INVESTIGADORES
PEREZ Oscar Edgardo
congresos y reuniones científicas
Título:
Behavior of whey proteins-hidroxypropylmethylcellulose mixtures in gels and at the air-water interface.
Autor/es:
PÉREZ, OSCAR E; WARGON, VICTORIA; RODRÍGUEZ-PATINO, JUAN M; PILOSOF, ANA MR.
Lugar:
Lussanne, Suiza
Reunión:
Congreso; Delivery Systems 2005; 2005
Institución organizadora:
Nestle, Suiza
Resumen:
Hidroxypropylmethylcellulose
(HPMC) is a water-soluble modified cellulose widely used in the food,
pharmaceutical and cosmetic industries for its surfactant, thickening and
gelling properties.It is also used in delivery systems for controlled release.
HPMC solutions have the unusual property of
forming thermoreversible gels on heating.
Use of mixed proteins and polysaccharides is gaining importance
because of their synergistic interactions that offer the possibility for
controlling or improving the structure and properties of colloidal systems. The
phenomenon known as thermodynamic incompatibility generally occurs at pH higher than the protein
isoelectric pH and/or at high ionic strengths in mixed
solutions of protein + polysaccharide and is the main cause of synergistic
effects.
The aim of present work was to study the
behavior and structure of whey proteins hidroxypropyl methylcellulose gels
and interfaces. Whey protein concentrate (WPC) and HPMC mixed systems were
prepared by mixing WPC and HPMC
solutions of appropriate concentrations (pH = 7.0).
The dynamics of
gelation of single HPMC and WPC solutions and the mixed systems were determined
by dynamic oscillation measurements
performed in a Phaar Physica controlled stress Rheometer (MCR 300). The gelation was also performed in test tubes
at 90 °C and the structure analysed after cooling. DSC and optical microscopy
were also used to understand the performance of the mixed systems. WPC-HPMC
mixtures at room temperature were incompatible and rapidly separated into two
phases. The volume of the separated phases and their protein/HPMC composition
was determined after centrigugation.
The gelation temperature of the
mixed systems (WPC= 12-20% wt and HPMC= 1-3 % wt) mainly reflected the gelation
of the protein phase. The melting of gels
was not observed. A great synergism between protein and HPMC was observed on elastic
modulus. These gels after cooling showed an heterogeous structure in which the
protein constituted the gelled phase and the polysaccharide the inner filler.

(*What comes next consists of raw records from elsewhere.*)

/// Recursively builds the board
///
/// While `prior_play_sequence` still has placements beyond the current depth
/// they are replayed exactly, with no alternatives tried on failure. Once the
/// prior sequence is spent the search alternates its primary direction by
/// depth - odd depths try horizontal first - since crossings form more easily
/// when successive words are perpendicular.
/// # Arguments
/// * `board` - The `Board` to modify in-place
/// * `min_col` - Minimum occupied column index in `board`
/// * `max_col` - Maximum occupied column index in `board`
/// * `min_row` - Minimum occupied row index in `board`
/// * `max_row` - Maximum occupied row index in `board`
/// * `valid_words_vec` - Candidate words, longest first
/// * `dictionary` - The dictionary runs are validated against
/// * `letters` - Length-26 array of the number of each letter remaining
/// * `depth` - Depth of the current recursive call
/// * `play_sequence` - The placements made so far (pushed and popped in step with the recursion)
/// * `prior_play_sequence` - A previous solution's placements to replay, or empty
/// * `words_checked` - Running count of candidate words tried
/// * `maximum_words_to_check` - Bound on `words_checked` before the search gives up
/// # Returns
/// *`Result` with:*
/// * `Option<Bounds>` - `(min_col, max_col, min_row, max_row)` on success, `None` when every option is exhausted or the budget is spent
///
/// *or `OutOfBounds` if the search crossed the edge of the grid*
#[allow(clippy::too_many_arguments)]
pub(crate) fn play_further(
    board: &mut Board,
    min_col: usize,
    max_col: usize,
    min_row: usize,
    max_row: usize,
    valid_words_vec: &[Word],
    dictionary: &Dictionary,
    letters: Letters,
    depth: usize,
    play_sequence: &mut PlaySequence,
    prior_play_sequence: &[Placement],
    words_checked: &mut usize,
    maximum_words_to_check: usize,
) -> Result<Option<Bounds>, OutOfBounds> {
    if depth + 1 < prior_play_sequence.len() {
        return replay_placement(
            board, min_col, max_col, min_row, max_row, valid_words_vec, dictionary, letters, depth,
            play_sequence, prior_play_sequence, words_checked, maximum_words_to_check,
        );
    }
    let (first, second) = if depth % 2 == 1 {
        (Direction::Horizontal, Direction::Vertical)
    } else {
        (Direction::Vertical, Direction::Horizontal)
    };
    let res = try_direction(
        first, board, min_col, max_col, min_row, max_row, valid_words_vec, dictionary, &letters,
        depth, play_sequence, prior_play_sequence, words_checked, maximum_words_to_check,
    )?;
    if res.is_some() {
        return Ok(res);
    }
    try_direction(
        second, board, min_col, max_col, min_row, max_row, valid_words_vec, dictionary, &letters,
        depth, play_sequence, prior_play_sequence, words_checked, maximum_words_to_check,
    )
}
use std::mem;

use hashbrown::HashSet;

use crate::UPPERCASE;

/// A numeric representation of a word
pub type Word = Vec<usize>;
/// Represents a hand of letters
pub type Letters = [usize; 26];

/// Converts a word into a numeric vector representation
/// # Arguments
/// * `word` - String word to convert
/// # Returns
/// `Word` - numeric representation of `word`, with each letter converted from 0 ('A') to 25 ('Z')
/// # See also
/// `convert_array_to_word`
pub fn convert_word_to_array(word: &str) -> Word {
    word.chars().filter(|c| c.is_ascii_uppercase()).map(|c| (c as usize) - 65).collect()
}

/// Converts a numeric vector representation into a word
/// # Arguments
/// * `word` - Numeric vector representation of the word, with each element from 0 ('A') to 25 ('Z')
/// # Returns
/// `String` - `word` in letter form
/// # See also
/// `convert_word_to_array`
pub fn convert_array_to_word(word: &[usize]) -> String {
    word.iter().map(|&n| UPPERCASE.as_bytes()[n] as char).collect()
}

/// Counts the tiles in a string of letters into a hand
/// # Arguments
/// * `tiles` - String of the tiles in the hand, e.g. `"CEEHHKL"`
/// # Returns
/// `Letters` - length-26 array of the number of each letter in `tiles`
pub fn count_letters(tiles: &str) -> Letters {
    let mut letters = [0usize; 26];
    for c in tiles.chars().filter(|c| c.is_ascii_uppercase()) {
        letters[(c as usize) - 65] += 1;
    }
    letters
}

/// Checks whether a `word` can be made using the given `letters`
/// # Arguments
/// * `word` - The vector form of the word to check
/// * `letters` - Length-26 array of the number of each letter in the hand
/// # Returns
/// * `bool` - Whether `word` can be made using `letters`
pub fn is_makeable(word: &Word, letters: &Letters) -> bool {
    let mut available_letters = *letters;
    for letter in word.iter() {
        if unsafe { available_letters.get_unchecked(*letter) } == &0 {
            return false;
        }
        let elem = unsafe { available_letters.get_unchecked_mut(*letter) };
        *elem -= 1;
    }
    true
}

/// Checks which words can be played after the first
/// # Arguments
/// * `letters` - Length-26 array of the letters remaining after the first word was played
/// * `word_being_checked` - Word that is being checked if playable
/// * `played_on_board` - Set of the letters already played on the board
/// * `filter_letters_on_board` - Maximum number of board letters the word may use beyond the hand
/// # Returns
/// * `bool` - Whether the `word_being_checked` is playable
pub fn check_filter_after_play(
    letters: Letters,
    word_being_checked: &Word,
    played_on_board: &HashSet<usize>,
    filter_letters_on_board: usize,
) -> bool {
    let mut available_letters: [isize; 26] = unsafe { mem::transmute(letters) };
    let mut letters_from_board = 0usize;
    for letter in word_being_checked.iter() {
        let elem = unsafe { available_letters.get_unchecked_mut(*letter) };
        if *elem == 0 {
            if !played_on_board.contains(letter) {
                return false;
            }
            letters_from_board += 1;
            if letters_from_board > filter_letters_on_board {
                return false;
            }
        }
        *elem -= 1;
    }
    true
}

/// Enumeration of how a new hand compares to the previous one
#[derive(Copy, Clone, Debug, PartialEq, Eq)]
pub enum LetterComparison {
    /// Every letter count is the same
    Same,
    /// At least one letter count decreased
    SomeLess,
    /// Exactly one letter count increased, by exactly one
    GreaterByOne,
    /// Any other increase
    GreaterByMoreThanOne,
}

/// Compares a new hand against the previous one
/// # Arguments
/// * `new_letters` - Length-26 array of the number of each letter in the new hand
/// * `previous_letters` - Length-26 array of the number of each letter in the previous hand
/// # Returns
/// `LetterComparison` - how `new_letters` compares to `previous_letters`
pub fn compare_letters(new_letters: &Letters, previous_letters: &Letters) -> LetterComparison {
    let mut num_greater_by_one = 0usize;
    let mut any_greater_by_more = false;
    for i in 0..26 {
        if new_letters[i] < previous_letters[i] {
            return LetterComparison::SomeLess;
        } else if new_letters[i] == previous_letters[i] + 1 {
            num_greater_by_one += 1;
        } else if new_letters[i] > previous_letters[i] + 1 {
            any_greater_by_more = true;
        }
    }
    if any_greater_by_more || num_greater_by_one > 1 {
        LetterComparison::GreaterByMoreThanOne
    } else if num_greater_by_one == 1 {
        LetterComparison::GreaterByOne
    } else {
        LetterComparison::Same
    }
}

Surface tension of adsorbed
films at the air-water interface and rheological properties were
determined using an automatic drop tensiometer. A competitive behavior was
observed in the mixed systems. HPMC was more surface-active than WPC and
dominated the interface at short adsorption times. The mixed films showed a
gel-like character and the elasticity evolved with adsorption time from values
close to HPMC to values close to the protein.